Converting KryoFlux dumps to Amstrad CPC DSK
amstrad, geek, retro October 24th, 2011In a recent attic clearance, I discovered (literally) a carrier bag full of Amstrad CPC 3″ floppy disks and – more importantly – a (repairable) Amstrad FDI-1 drive capable of reading them. I suspected the disks contained programs that I and my brother wrote back in the good ol’ days and, being a nostalgic old fool, I was quite keen to salvage the data from them.
Repairing the FDI-1 was quite easy; connecting it to a modern computer not so much. So, rather than risk damaging either my expensive workstation or the ancient drive itself (irreplaceable as it uses a custom ASIC that only Amstrad made), I opted to use a KryoFlux board as a relatively safe way to handle the rescue operation.
“What’s a filocrutch?”, I hear you ask.
KryoFlux is a USB-based floppy controller designed for generating the lowest possible level reads of various types of floppy disks. It is capable of recording the very magnetic flux transitions that encode the data on a disk and saving them to files for later examination. The Software Preservation Society, who developed the KryoFlux board, uses these files to perfectly preserve classic software before it disappears forever from the ever-degrading magnetic media on which it is stored.
Connection was simple (USB in one end, floppy cable in the other) and I successfully made dumps of a few disks. The problem then was how to get these into a format that would be recognised by an Amstrad CPC emulator.
Enter the hex editor. And some coffee. And less sleep than I really needed.
Just like those good ol’ days.
After a little investigation, I hacked together a Java program to convert KryoFlux “i4″ (IBM System 34 MFM) format dump files files to the more usable Amstrad DSK format. Grab the source code if you like.
The program is a basic implementation and can only cope with single sided, 40 track i4 format dump files that use non-interleaved AMSDOS standard DATA or SYSTEM sector layout. That, however, is good enough for my purposes.
A more advanced converter, based on the KryoFlux “i2″ dump format and that can convert most copy protected disks (weak bit or bitcell size based schemes excepted) should be possible. But I’ll leave all that as an exercise for you, dear reader.
I’m off to convert that bag of disks. Do let me know how you get on.
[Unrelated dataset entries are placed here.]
//! Configuration files, board snapshots and text rendering.

use std::fs;
use tempfile::tempdir;
use terrablocks::{
    generation::utils, AsciiRenderer, AutoBuilder, Board, GameState, GenerationConfig, Generator,
    TerraError, TerraResult,
};

#[test]
fn test_config_file_round_trip() -> TerraResult<()> {
    let dir = tempdir()?;
    let path = dir.path().join("terrablocks.json");

    let mut config = GenerationConfig::new(77).with_size(8, 12);
    config.hazard_max_component_size = 2;
    config.enemy_x_bias = 0.5;
    config.save_to_file(&path)?;

    assert_eq!(GenerationConfig::load_from_file(&path)?, config);
    Ok(())
}

#[test]
fn test_config_file_errors() -> TerraResult<()> {
    let dir = tempdir()?;

    let missing = GenerationConfig::load_from_file(dir.path().join("missing.json"));
    assert!(matches!(missing, Err(TerraError::Io(_))));

    let out_of_range = dir.path().join("bad.json");
    fs::write(&out_of_range, r#"{ "treasure_chance": 2.0 }"#)?;
    assert!(matches!(
        GenerationConfig::load_from_file(&out_of_range),
        Err(TerraError::InvalidConfig(_))
    ));
    Ok(())
}

#[test]
fn test_built_board_snapshot() -> TerraResult<()> {
    let config = GenerationConfig::new(2024).with_size(8, 10);
    let mut rng = utils::create_rng(&config);
    let board = AutoBuilder::new().generate(&config, &mut rng)?;

    let dir = tempdir()?;
    let path = dir.path().join("board.json");
    fs::write(&path, board.to_json()?)?;
    let restored = Board::from_json(&fs::read_to_string(&path)?)?;

    assert_eq!(restored, board);
    assert_eq!(restored.to_rows(), board.to_rows());
    Ok(())
}

#[test]
fn test_snapshot_with_wrong_dimensions_is_rejected() {
    let json = r#"{ "width": 3, "height": 1, "cells": [["Forest", "Empty"]] }"#;
    assert!(matches!(
        Board::from_json(json),
        Err(TerraError::InvalidState(_))
    ));
}

#[test]
fn test_ascii_frame_of_adventure() -> TerraResult<()> {
    let board = Board::from_rows(&["^~~.", "====", "=!=="])?;
    let mut config = GenerationConfig::for_testing(1);
    config.treasure_chance = 0.0;
    config.safe_haven_chance = 0.0;
    let game_state = GameState::new_with_board(config, board)?;

    let frame = AsciiRenderer::render(&game_state);
    assert_eq!(frame, "@~~.\n====\n=E==");
    Ok(())
}

#[test]
fn test_ascii_frame_shows_falling_piece() -> TerraResult<()> {
    let game_state = GameState::new(GenerationConfig::for_testing(6))?;
    let frame = AsciiRenderer::render(&game_state);
    let piece = game_state.current_piece().unwrap();

    let glyph = piece.terrain.glyph();
    let drawn = frame.chars().filter(|c| *c == glyph).count();
    assert_eq!(drawn, 4);
    assert_eq!(frame.lines().count(), 8);
    Ok(())
}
August 19th, 2012 at 1:32 pm
Useful info John. Only just got a Kryoflux and, like yourself, have got a load of disks (user & original games) that I’d like to preserve.
Since you wrote this article, the Kryoflux software has a nice GUI (in Java).
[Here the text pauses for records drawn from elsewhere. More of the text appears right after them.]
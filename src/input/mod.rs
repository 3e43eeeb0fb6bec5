//! # Input Module
//!
//! Turns keyboard state into player intents. The same intents drive both
//! phases; [`GameState::handle_input`](crate::GameState::handle_input) decides
//! what each one means in the current phase.

use crate::game::Direction;
use macroquad::prelude::*;

/// Player intents delivered by the input layer.
#[derive(Debug, Clone, Copy, PartialEq, Eq)]
pub enum PlayerInput {
    /// Move the falling piece or the player one cell
    Move(Direction),
    /// Rotate the falling piece clockwise
    Rotate,
    /// Drop the falling piece to the bottom
    Drop,
    /// Finish building and start the adventure
    SwitchPhase,
    /// Discard the board and start a new run
    Restart,
    /// Show help information
    Help,
    /// Quit the game
    Quit,
}

/// Keyboard bindings, in lookup order.
const KEY_BINDINGS: &[(KeyCode, PlayerInput)] = &[
    (KeyCode::Escape, PlayerInput::Quit),
    (KeyCode::Left, PlayerInput::Move(Direction::West)),
    (KeyCode::Right, PlayerInput::Move(Direction::East)),
    (KeyCode::Down, PlayerInput::Move(Direction::South)),
    (KeyCode::A, PlayerInput::Move(Direction::West)),
    (KeyCode::D, PlayerInput::Move(Direction::East)),
    (KeyCode::S, PlayerInput::Move(Direction::South)),
    (KeyCode::Space, PlayerInput::Drop),
    (KeyCode::Tab, PlayerInput::SwitchPhase),
    (KeyCode::Enter, PlayerInput::SwitchPhase),
    (KeyCode::R, PlayerInput::Restart),
    (KeyCode::F1, PlayerInput::Help),
];

/// Input handler for processing player commands.
pub struct InputHandler {
    /// Whether Up/W rotate the piece in the building phase instead of moving north
    pub rotate_with_up: bool,
}

impl Default for InputHandler {
    fn default() -> Self {
        Self::new()
    }
}

impl InputHandler {
    /// Creates a new input handler.
    ///
    /// # Examples
    ///
    /// ```
    /// use terrablocks::InputHandler;
    ///
    /// let input_handler = InputHandler::new();
    /// assert!(input_handler.rotate_with_up);
    /// ```
    pub fn new() -> Self {
        Self {
            rotate_with_up: true,
        }
    }

    /// Gets the intent for the key pressed this frame, if any.
    ///
    /// `building` selects the meaning of Up/W.
    pub fn get_input(&self, building: bool) -> Option<PlayerInput> {
        if is_key_pressed(KeyCode::Up) || is_key_pressed(KeyCode::W) {
            return Some(self.up_intent(building));
        }

        KEY_BINDINGS
            .iter()
            .find(|(key, _)| is_key_pressed(*key))
            .map(|(_, input)| *input)
    }

    /// What pressing Up means in the given phase.
    pub fn up_intent(&self, building: bool) -> PlayerInput {
        if building && self.rotate_with_up {
            PlayerInput::Rotate
        } else {
            PlayerInput::Move(Direction::North)
        }
    }

    /// Help line listing the bindings.
    pub fn help_text(&self) -> &'static str {
        "Arrows/WASD=move, Up=rotate, Space=drop, Tab=start adventure, R=restart, Esc=quit"
    }
}
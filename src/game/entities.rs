//! # Entities
//!
//! The player, enemies and treasures of the Adventure Phase. They are tracked as
//! position lists next to the board, never written into it.

use crate::game::{new_entity_id, EntityId, Position, TerrainType};
use serde::{Deserialize, Serialize};

/// The explorer controlled by the user.
#[derive(Debug, Clone, PartialEq, Eq, Serialize, Deserialize)]
pub struct Player {
    pub position: Position,
    pub health: u32,
    pub max_health: u32,
    /// Total value of collected treasures
    pub treasure_collected: u32,
}

impl Player {
    /// Creates a player at full health.
    pub fn new(position: Position, health: u32) -> Self {
        Self {
            position,
            health,
            max_health: health,
            treasure_collected: 0,
        }
    }

    pub fn is_alive(&self) -> bool {
        self.health > 0
    }

    /// Removes one health point. Returns true if the player is still alive.
    pub fn take_hit(&mut self) -> bool {
        self.health = self.health.saturating_sub(1);
        self.is_alive()
    }
}

/// An enemy that chases the player.
#[derive(Debug, Clone, PartialEq, Eq, Serialize, Deserialize)]
pub struct Enemy {
    pub id: EntityId,
    pub position: Position,
}

impl Enemy {
    pub fn new(position: Position) -> Self {
        Self {
            id: new_entity_id(),
            position,
        }
    }
}

/// A collectible lying on a Path cell.
#[derive(Debug, Clone, Copy, PartialEq, Eq, Serialize, Deserialize)]
pub struct Treasure {
    pub position: Position,
    pub value: u32,
}

impl Treasure {
    pub fn new(position: Position, value: u32) -> Self {
        Self { position, value }
    }
}

/// Marker kind used when drawing an entity.
pub trait Marker {
    fn marker(&self) -> TerrainType;
}

impl Marker for Player {
    fn marker(&self) -> TerrainType {
        TerrainType::Player
    }
}

impl Marker for Enemy {
    fn marker(&self) -> TerrainType {
        TerrainType::Enemy
    }
}

impl Marker for Treasure {
    fn marker(&self) -> TerrainType {
        TerrainType::Treasure
    }
}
Would I still need your code to convert the user-based disks into .DSK format to examine them under an emulator or do you know if that function has been built-in by now?
Currently hunting down a refurbished 3″ drive to use as only got one and that’s inside my 6128
August 19th, 2012 at 8:16 pm
Reading here, it looks like KryoFlux now supports dumping directly to Amstrad CPC DSK format images amongst others.